■ Task item:
Each line below has to be output exactly, from first to last.

■ Data to use:

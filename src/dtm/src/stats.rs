use std::sync::atomic::{AtomicBool, Ordering};
use std::sync::Arc;

use crate::engine::Dtm;

/// Default polling interval for port statistics, in milliseconds.
pub const PORT_STATISTICS_POLLING_INTERVAL: u64 = 1000;

/// Periodically refreshes the engine's byte-counter cache from the bound
/// switch. Polling is suspended while no switch is bound; a failed query for
/// one port keeps that port's cached value and does not stop the others.
pub struct PortStatsPoller {
    interval_ms: u64,
    handle: Option<std::thread::JoinHandle<()>>,
    stop: Arc<AtomicBool>,
}

impl PortStatsPoller {
    pub fn new(interval_ms: u64) -> Self {
        PortStatsPoller {
            interval_ms,
            handle: None,
            stop: Arc::new(AtomicBool::new(false)),
        }
    }

    /// Spawn the polling thread.
    pub fn run(&mut self, engine: Arc<Dtm>) {
        log::info!(
            "starting port statistics poller, interval {} ms",
            self.interval_ms
        );

        let sleep_ms = std::time::Duration::from_millis(self.interval_ms);
        let stop = Arc::clone(&self.stop);

        self.handle = Some(std::thread::spawn(move || {
            while !stop.load(Ordering::Relaxed) {
                if let Some(switch) = engine.bound_switch() {
                    for port in engine.egress_ports() {
                        match switch.transmitted_bytes(port) {
                            Ok(bytes) => {
                                log::trace!("port {}: tx bytes {}", port, bytes);
                                engine.commit_transmitted_bytes(&switch, port, bytes);
                            }
                            Err(e) => {
                                log::warn!("statistics query for port {} failed: {}", port, e)
                            }
                        }
                    }
                }
                std::thread::sleep(sleep_ms);
            }
        }));
    }

    pub fn stop(&self) {
        self.stop.store(true, Ordering::Relaxed);
    }

    pub fn join(self) -> std::thread::Result<()> {
        self.handle
            .expect("port statistics poller failed to start")
            .join()
    }
}
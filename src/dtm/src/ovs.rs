use std::io;
use std::process::Command;

use thiserror::Error;

use crate::switch::Switch;
use crate::PortNo;

// ovs-ofctl dump-ports br0 1
// OFPST_PORT reply (xid=0x2): 1 ports
//   port  1: rx pkts=13, bytes=1026, drop=0, errs=0, frame=0, over=0, crc=0
//            tx pkts=10, bytes=796, drop=0, errs=0, coll=0

/// Counter source backed by `ovs-ofctl dump-ports` on one bridge.
pub struct OvsSwitch {
    bridge: String,
}

#[derive(Error, Debug)]
pub enum DumpPortsParseError {
    #[error("no tx statistics line in output")]
    NoTxLine,
    #[error("no bytes field in tx statistics: {0}")]
    NoBytesField(String),
    #[error("bad bytes value: {0}")]
    BadBytesValue(String),
}

fn parse_tx_bytes(output: &str) -> Result<u64, DumpPortsParseError> {
    let tx = output
        .lines()
        .map(|line| line.trim())
        .find(|line| line.starts_with("tx "))
        .ok_or(DumpPortsParseError::NoTxLine)?;
    let field = tx
        .split(", ")
        .find_map(|tok| tok.trim().strip_prefix("bytes="))
        .ok_or_else(|| DumpPortsParseError::NoBytesField(tx.to_owned()))?;
    field
        .parse()
        .map_err(|_| DumpPortsParseError::BadBytesValue(field.to_owned()))
}

impl OvsSwitch {
    pub fn new(bridge: &str) -> Self {
        OvsSwitch {
            bridge: bridge.to_owned(),
        }
    }
}

impl Switch for OvsSwitch {
    fn transmitted_bytes(&self, port: PortNo) -> io::Result<u64> {
        let output = Command::new("ovs-ofctl")
            .arg("dump-ports")
            .arg(&self.bridge)
            .arg(port.to_string())
            .output()?;
        if !output.status.success() {
            let err = String::from_utf8_lossy(&output.stderr);
            return Err(io::Error::new(
                io::ErrorKind::Other,
                format!("ovs-ofctl dump-ports failed: {}", err.trim()),
            ));
        }
        let out = String::from_utf8_lossy(&output.stdout);
        log::trace!("dump-ports {} {}: {}", self.bridge, port, out);
        parse_tx_bytes(&out).map_err(|e| io::Error::new(io::ErrorKind::InvalidData, e))
    }
}
use std::net::SocketAddr;
use std::path::PathBuf;

use structopt::StructOpt;

#[derive(Debug, Clone, StructOpt)]
#[structopt(name = "dtmd", about = "Inter-domain traffic-splitting agent.")]
pub struct Opts {
    /// Tunnel topology file, toml
    #[structopt(short = "c", long = "config")]
    pub config: PathBuf,

    /// OVS bridge carrying the WAN tunnels
    #[structopt(short = "b", long = "bridge", default_value = "br0")]
    pub bridge: String,

    /// Listen address for config and vector updates
    #[structopt(short = "l", long = "listen", default_value = "0.0.0.0:6643")]
    pub listen: SocketAddr,

    /// Port statistics polling interval in milliseconds
    #[structopt(short = "i", long = "interval", default_value = "1000")]
    pub interval_ms: u64,
}
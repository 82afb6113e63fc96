use std::net::Ipv4Addr;

const ETHERTYPE_IPV4: u16 = 0x0800;
const ETHERTYPE_VLAN: u16 = 0x8100;

/// Extracts the IPv4 destination address from a raw Ethernet frame, the only
/// thing the reactive decision path needs from a packet-in. A single 802.1Q
/// tag is skipped; anything that is not IPv4 yields `None`.
pub fn ipv4_dst(frame: &[u8]) -> Option<Ipv4Addr> {
    if frame.len() < 14 {
        return None;
    }
    let mut offset = 12;
    let mut ethertype = u16::from_be_bytes([frame[offset], frame[offset + 1]]);
    offset += 2;
    if ethertype == ETHERTYPE_VLAN {
        if frame.len() < offset + 4 {
            return None;
        }
        ethertype = u16::from_be_bytes([frame[offset + 2], frame[offset + 3]]);
        offset += 4;
    }
    if ethertype != ETHERTYPE_IPV4 {
        return None;
    }
    // destination address sits at bytes 16..20 of the IPv4 header
    if frame.len() < offset + 20 {
        return None;
    }
    Some(Ipv4Addr::new(
        frame[offset + 16],
        frame[offset + 17],
        frame[offset + 18],
        frame[offset + 19],
    ))
}

#[cfg(test)]
mod tests {
    use super::*;

    pub(crate) fn ipv4_frame(dst: Ipv4Addr) -> Vec<u8> {
        let mut frame = vec![0u8; 14];
        frame[12] = 0x08;
        frame[13] = 0x00;
        let mut ip = vec![0u8; 20];
        ip[0] = 0x45;
        ip[9] = 17; // UDP
        ip[12..16].copy_from_slice(&[192, 168, 0, 1]);
        ip[16..20].copy_from_slice(&dst.octets());
        frame.extend_from_slice(&ip);
        frame.extend_from_slice(&[0u8; 8]); // UDP header
        frame
    }

    #[test]
    fn extracts_destination_from_ipv4_frame() {
        let dst: Ipv4Addr = "10.10.1.100".parse().unwrap();
        assert_eq!(ipv4_dst(&ipv4_frame(dst)), Some(dst));
    }

    #[test]
    fn skips_vlan_tag() {
        let dst: Ipv4Addr = "10.10.2.100".parse().unwrap();
        let inner = ipv4_frame(dst);
        let mut frame = inner[..12].to_vec();
        frame.extend_from_slice(&[0x81, 0x00, 0x00, 0x64]); // vlan 100
        frame.extend_from_slice(&inner[12..]);
        assert_eq!(ipv4_dst(&frame), Some(dst));
    }

    #[test]
    fn ignores_non_ipv4() {
        let mut arp = vec![0u8; 42];
        arp[12] = 0x08;
        arp[13] = 0x06;
        assert_eq!(ipv4_dst(&arp), None);
    }

    #[test]
    fn ignores_truncated_frames() {
        let dst: Ipv4Addr = "10.10.1.100".parse().unwrap();
        let frame = ipv4_frame(dst);
        assert_eq!(ipv4_dst(&frame[..20]), None);
        assert_eq!(ipv4_dst(&[]), None);
    }
}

■ Reply to the exercise:
filename src/dtm/src/stats.rs
use std::sync::atomic::{AtomicBool, Ordering};
use std::sync::Arc;

use crate::engine::Dtm;

/// Default polling interval for port statistics, in milliseconds.
pub const PORT_STATISTICS_POLLING_INTERVAL: u64 = 1000;

/// Periodically refreshes the engine's byte-counter cache from the bound
/// switch. Polling is suspended while no switch is bound; a failed query for
/// one port keeps that port's cached value and does not stop the others.
pub struct PortStatsPoller {
    interval_ms: u64,
    handle: Option<std::thread::JoinHandle<()>>,
    stop: Arc<AtomicBool>,
}

impl PortStatsPoller {
    pub fn new(interval_ms: u64) -> Self {
        PortStatsPoller {
            interval_ms,
            handle: None,
            stop: Arc::new(AtomicBool::new(false)),
        }
    }

    /// Spawn the polling thread.
    pub fn run(&mut self, engine: Arc<Dtm>) {
        log::info!(
            "starting port statistics poller, interval {} ms",
            self.interval_ms
        );

        let sleep_ms = std::time::Duration::from_millis(self.interval_ms);
        let stop = Arc::clone(&self.stop);

        self.handle = Some(std::thread::spawn(move || {
            while !stop.load(Ordering::Relaxed) {
                if let Some(switch) = engine.bound_switch() {
                    for port in engine.egress_ports() {
                        match switch.transmitted_bytes(port) {
                            Ok(bytes) => {
                                log::trace!("port {}: tx bytes {}", port, bytes);
                                engine.commit_transmitted_bytes(&switch, port, bytes);
                            }
                            Err(e) => {
                                log::warn!("statistics query for port {} failed: {}", port, e)
                            }
                        }
                    }
                }
                std::thread::sleep(sleep_ms);
            }
        }));
    }

    pub fn stop(&self) {
        self.stop.store(true, Ordering::Relaxed);
    }

    pub fn join(self) -> std::thread::Result<()> {
        self.handle
            .expect("port statistics poller failed to start")
            .join()
    }
}
filename src/dtm/src/ovs.rs
use std::io;
use std::process::Command;

use thiserror::Error;

use crate::switch::Switch;
use crate::PortNo;

// ovs-ofctl dump-ports br0 1
// OFPST_PORT reply (xid=0x2): 1 ports
//   port  1: rx pkts=13, bytes=1026, drop=0, errs=0, frame=0, over=0, crc=0
//            tx pkts=10, bytes=796, drop=0, errs=0, coll=0

/// Counter source backed by `ovs-ofctl dump-ports` on one bridge.
pub struct OvsSwitch {
    bridge: String,
}

#[derive(Error, Debug)]
pub enum DumpPortsParseError {
    #[error("no tx statistics line in output")]
    NoTxLine,
    #[error("no bytes field in tx statistics: {0}")]
    NoBytesField(String),
    #[error("bad bytes value: {0}")]
    BadBytesValue(String),
}

fn parse_tx_bytes(output: &str) -> Result<u64, DumpPortsParseError> {
    let tx = output
        .lines()
        .map(|line| line.trim())
        .find(|line| line.starts_with("tx "))
        .ok_or(DumpPortsParseError::NoTxLine)?;
    let field = tx
        .split(", ")
        .find_map(|tok| tok.trim().strip_prefix("bytes="))
        .ok_or_else(|| DumpPortsParseError::NoBytesField(tx.to_owned()))?;
    field
        .parse()
        .map_err(|_| DumpPortsParseError::BadBytesValue(field.to_owned()))
}

impl OvsSwitch {
    pub fn new(bridge: &str) -> Self {
        OvsSwitch {
            bridge: bridge.to_owned(),
        }
    }
}

impl Switch for OvsSwitch {
    fn transmitted_bytes(&self, port: PortNo) -> io::Result<u64> {
        let output = Command::new("ovs-ofctl")
            .arg("dump-ports")
            .arg(&self.bridge)
            .arg(port.to_string())
            .output()?;
        if !output.status.success() {
            let err = String::from_utf8_lossy(&output.stderr);
            return Err(io::Error::new(
                io::ErrorKind::Other,
                format!("ovs-ofctl dump-ports failed: {}", err.trim()),
            ));
        }
        let out = String::from_utf8_lossy(&output.stdout);
        log::trace!("dump-ports {} {}: {}", self.bridge, port, out);
        parse_tx_bytes(&out).map_err(|e| io::Error::new(io::ErrorKind::InvalidData, e))
    }
}
use std::net::SocketAddr;
use std::path::PathBuf;

use structopt::StructOpt;

#[derive(Debug, Clone, StructOpt)]
#[structopt(name = "dtmd", about = "Inter-domain traffic-splitting agent.")]
pub struct Opts {
    /// Tunnel topology file, toml
    #[structopt(short = "c", long = "config")]
    pub config: PathBuf,

    /// OVS bridge carrying the WAN tunnels
    #[structopt(short = "b", long = "bridge", default_value = "br0")]
    pub bridge: String,

    /// Listen address for config and vector updates
    #[structopt(short = "l", long = "listen", default_value = "0.0.0.0:6643")]
    pub listen: SocketAddr,

    /// Port statistics polling interval in milliseconds
    #[structopt(short = "i", long = "interval", default_value = "1000")]
    pub interval_ms: u64,
}
repository 82afb6113e63fc96
use std::net::Ipv4Addr;

const ETHERTYPE_IPV4: u16 = 0x0800;
const ETHERTYPE_VLAN: u16 = 0x8100;

/// Extracts the IPv4 destination address from a raw Ethernet frame, the only
/// thing the reactive decision path needs from a packet-in. A single 802.1Q
/// tag is skipped; anything that is not IPv4 yields `None`.
pub fn ipv4_dst(frame: &[u8]) -> Option<Ipv4Addr> {
    if frame.len() < 14 {
        return None;
    }
    let mut offset = 12;
    let mut ethertype = u16::from_be_bytes([frame[offset], frame[offset + 1]]);
    offset += 2;
    if ethertype == ETHERTYPE_VLAN {
        if frame.len() < offset + 4 {
            return None;
        }
        ethertype = u16::from_be_bytes([frame[offset + 2], frame[offset + 3]]);
        offset += 4;
    }
    if ethertype != ETHERTYPE_IPV4 {
        return None;
    }
    // destination address sits at bytes 16..20 of the IPv4 header
    if frame.len() < offset + 20 {
        return None;
    }
    Some(Ipv4Addr::new(
        frame[offset + 16],
        frame[offset + 17],
        frame[offset + 18],
        frame[offset + 19],
    ))
}

#[cfg(test)]
mod tests {
    use super::*;

    pub(crate) fn ipv4_frame(dst: Ipv4Addr) -> Vec<u8> {
        let mut frame = vec![0u8; 14];
        frame[12] = 0x08;
        frame[13] = 0x00;
        let mut ip = vec![0u8; 20];
        ip[0] = 0x45;
        ip[9] = 17; // UDP
        ip[12..16].copy_from_slice(&[192, 168, 0, 1]);
        ip[16..20].copy_from_slice(&dst.octets());
        frame.extend_from_slice(&ip);
        frame.extend_from_slice(&[0u8; 8]); // UDP header
        frame
    }

    #[test]
    fn extracts_destination_from_ipv4_frame() {
        let dst: Ipv4Addr = "10.10.1.100".parse().unwrap();
        assert_eq!(ipv4_dst(&ipv4_frame(dst)), Some(dst));
    }

    #[test]
    fn skips_vlan_tag() {
        let dst: Ipv4Addr = "10.10.2.100".parse().unwrap();
        let inner = ipv4_frame(dst);
        let mut frame = inner[..12].to_vec();
        frame.extend_from_slice(&[0x81, 0x00, 0x00, 0x64]); // vlan 100
        frame.extend_from_slice(&inner[12..]);
        assert_eq!(ipv4_dst(&frame), Some(dst));
    }

    #[test]
    fn ignores_non_ipv4() {
        let mut arp = vec![0u8; 42];
        arp[12] = 0x08;
        arp[13] = 0x06;
        assert_eq!(ipv4_dst(&arp), None);
    }

    #[test]
    fn ignores_truncated_frames() {
        let dst: Ipv4Addr = "10.10.1.100".parse().unwrap();
        let frame = ipv4_frame(dst);
        assert_eq!(ipv4_dst(&frame[..20]), None);
        assert_eq!(ipv4_dst(&[]), None);
    }
}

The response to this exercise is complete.